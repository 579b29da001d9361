pub mod cp0;
pub mod exception;

/// A memory address. This is a thin wrapper around a [`u32`].
#[repr(transparent)]
#[derive(Clone, Copy, PartialEq, Eq, PartialOrd, Ord, Default, Hash)]
pub struct Address(pub u32);

impl std::fmt::Display for Address {
    fn fmt(&self, f: &mut std::fmt::Formatter<'_>) -> std::fmt::Result {
        write!(
            f,
            "0x{:04X}_{:04X}",
            (self.0 & 0xFFFF_0000) >> 16,
            self.0 & 0xFFFF
        )
    }
}

impl std::fmt::Debug for Address {
    fn fmt(&self, f: &mut std::fmt::Formatter<'_>) -> std::fmt::Result {
        write!(f, "{}", self)
    }
}

impl Address {
    /// Returns the value of this address. Equivalent to `self.0`.
    #[inline(always)]
    pub const fn value(self) -> u32 {
        self.0
    }
}

impl std::ops::Add<u32> for Address {
    type Output = Self;

    fn add(self, rhs: u32) -> Self::Output {
        Self(self.0.wrapping_add(rhs))
    }
}

impl std::ops::AddAssign<u32> for Address {
    fn add_assign(&mut self, rhs: u32) {
        *self = *self + rhs;
    }
}

impl std::ops::Sub<u32> for Address {
    type Output = Self;

    fn sub(self, rhs: u32) -> Self::Output {
        Self(self.0.wrapping_sub(rhs))
    }
}

impl std::ops::SubAssign<u32> for Address {
    fn sub_assign(&mut self, rhs: u32) {
        *self = *self - rhs;
    }
}

/// Execution state of the VR4300 core, as seen by the interrupt machinery.
///
/// The general purpose register file and the memory pipeline belong to the
/// driving core and are not represented here.
#[derive(Debug, Clone, PartialEq)]
pub struct Cpu {
    /// Program Counter
    pub pc: Address,
    /// Target of the last taken jump.
    pub last_addr: Address,
    /// Whether the current instruction sits in a branch delay slot.
    pub delay_slot: bool,
    /// Deferred jump target, set by operations that cannot safely redirect
    /// execution mid-dispatch. Consumed by the dispatch loop.
    pub skip_jump: Option<Address>,
    /// Set while executing an instruction group that must not be re-entered
    /// by snapshot or reset handling.
    pub interrupt_unsafe: bool,
    /// System control coprocessor registers.
    pub cp0: cp0::Registers,
}

impl Default for Cpu {
    fn default() -> Self {
        Self {
            pc: exception::RESET_VECTOR,
            last_addr: exception::RESET_VECTOR,
            delay_slot: false,
            skip_jump: None,
            interrupt_unsafe: false,
            cp0: cp0::Registers::default(),
        }
    }
}
impl Scheduler {
    pub fn new() -> Self {
        Self {
            pool: Pool::new(),
            head: None,
            next: 0,
            special_done: true,
        }
    }

    #[inline(always)]
    fn node(&self, index: u8) -> &Node {
        &self.pool.nodes[index as usize]
    }

    #[inline(always)]
    fn node_mut(&mut self, index: u8) -> &mut Node {
        &mut self.pool.nodes[index as usize]
    }

    /// The cached trigger of the next pending event. The driving loop
    /// re-enters the dispatch loop once the cycle counter reaches this value.
    #[inline(always)]
    pub fn next_interrupt(&self) -> u32 {
        self.next
    }

    pub(crate) fn set_next_interrupt(&mut self, next: u32) {
        self.next = next;
    }

    pub(crate) fn set_special_done(&mut self, done: bool) {
        self.special_done = done;
    }

    pub fn is_empty(&self) -> bool {
        self.head.is_none()
    }

    /// Number of pending events.
    pub fn len(&self) -> usize {
        let mut len = 0;
        let mut cursor = self.head;
        while let Some(index) = cursor {
            len += 1;
            cursor = self.node(index).next;
        }

        len
    }

    /// Type of the event at the head of the queue.
    pub fn next_event(&self) -> Option<Event> {
        self.head.map(|index| self.node(index).event)
    }

    /// Trigger of the pending event of the given type, if queued.
    pub fn find(&self, event: Event) -> Option<u32> {
        let mut cursor = self.head;
        while let Some(index) = cursor {
            let node = self.node(index);
            if node.event == event {
                return Some(node.trigger);
            }

            cursor = node.next;
        }

        None
    }

    /// Whether an event triggering at `trigger` fires before `other`,
    /// relative to the current counter value.
    fn before(&self, count: u32, trigger: u32, other: &Node) -> bool {
        if trigger.wrapping_sub(count) >= 0x8000_0000 {
            return false;
        }

        if other.trigger.wrapping_sub(count) < 0x8000_0000 {
            trigger.wrapping_sub(count) < other.trigger.wrapping_sub(count)
        } else if count.wrapping_sub(other.trigger) < RECENT_PAST {
            // `other` just passed: it is already due, unless it is the
            // wraparound marker and has fired for this lap already
            match other.event {
                Event::CountWrap => self.special_done,
                _ => false,
            }
        } else {
            true
        }
    }

    /// Inserts an event into its ordered position in the queue.
    ///
    /// Rejected if an event of the same type is already queued or if the pool
    /// is exhausted; both leave the queue unmodified.
    pub fn insert(&mut self, event: Event, trigger: u32, count: u32) {
        let special = event == Event::CountWrap;

        if count > 0x8000_0000 {
            self.special_done = false;
        }

        if self.find(event).is_some() {
            // dropping the duplicate instead of queueing it twice matters:
            // the timing code of some titles schedules the same interrupt
            // again and freezes if both copies fire
            tracing::warn!("two events of type {event:?} in interrupt queue");
            return;
        }

        let Some(new) = self.pool.acquire() else {
            tracing::error!("failed to allocate node for new interrupt event");
            return;
        };

        self.node_mut(new).event = event;
        self.node_mut(new).trigger = trigger;

        let Some(head) = self.head else {
            self.node_mut(new).next = None;
            self.head = Some(new);
            self.next = trigger;
            return;
        };

        // the wraparound marker always sorts after everything already queued
        if !special && self.before(count, trigger, self.node(head)) {
            self.node_mut(new).next = Some(head);
            self.head = Some(new);
            self.next = trigger;
            return;
        }

        let mut cursor = head;
        while let Some(next) = self.node(cursor).next {
            if !special && self.before(count, trigger, self.node(next)) {
                break;
            }

            cursor = next;
        }

        if !special && self.node(cursor).next.is_some() {
            // FIFO among events sharing a trigger value
            while let Some(next) = self.node(cursor).next {
                if self.node(next).trigger != trigger {
                    break;
                }

                cursor = next;
            }
        }

        self.node_mut(new).next = self.node(cursor).next;
        self.node_mut(cursor).next = Some(new);
    }

    /// Pushes an event at the front of the queue with trigger equal to the
    /// current counter value, bypassing ordered insertion.
    pub(crate) fn push_front(&mut self, event: Event, count: u32) {
        let Some(new) = self.pool.acquire() else {
            tracing::error!("failed to allocate node for new interrupt event");
            return;
        };

        let head = self.head;
        let node = self.node_mut(new);
        node.event = event;
        node.trigger = count;
        node.next = head;

        self.head = Some(new);
        self.next = count;
    }

    /// Pops the head of the queue and recomputes the cached next-interrupt
    /// value from the new head.
    pub fn remove_next(&mut self, count: u32) {
        let Some(head) = self.head else {
            return;
        };

        self.head = self.node(head).next;
        self.pool.release(head);
        self.refresh_next_interrupt(count);
    }

    /// Recomputes the cached next-interrupt value from the queue head. An
    /// empty queue and a head stranded in the distant past both yield zero,
    /// which the driving loop treats as "dispatch immediately".
    pub(crate) fn refresh_next_interrupt(&mut self, count: u32) {
        self.next = match self.head {
            Some(head) => {
                let node = self.node(head);
                if node.trigger > count || count.wrapping_sub(node.trigger) < 0x8000_0000 {
                    node.trigger
                } else {
                    0
                }
            }
            None => 0,
        };
    }

    /// Unlinks the first queued event of the given type. No-op if absent.
    pub fn remove(&mut self, event: Event) {
        let Some(head) = self.head else {
            return;
        };

        if self.node(head).event == event {
            self.head = self.node(head).next;
            self.pool.release(head);
            return;
        }

        let mut cursor = head;
        while let Some(next) = self.node(cursor).next {
            if self.node(next).event == event {
                self.node_mut(cursor).next = self.node(next).next;
                self.pool.release(next);
                return;
            }

            cursor = next;
        }
    }

    /// Discards every pending event.
    pub fn clear(&mut self) {
        self.head = None;
        self.pool.reset();
    }

    /// Shifts every queued trigger by the distance from `count` to `base`,
    /// preserving timing relative to a counter which is being redefined.
    pub(crate) fn shift(&mut self, count: u32, base: u32) {
        let mut cursor = self.head;
        while let Some(index) = cursor {
            let node = self.node_mut(index);
            node.trigger = node.trigger.wrapping_sub(count).wrapping_add(base);
            cursor = node.next;
        }
    }
}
# # # # # # #
> _Brief_
How many of the lines above include the string "CountWrap"? Only the number should be written.

> _Task output_
2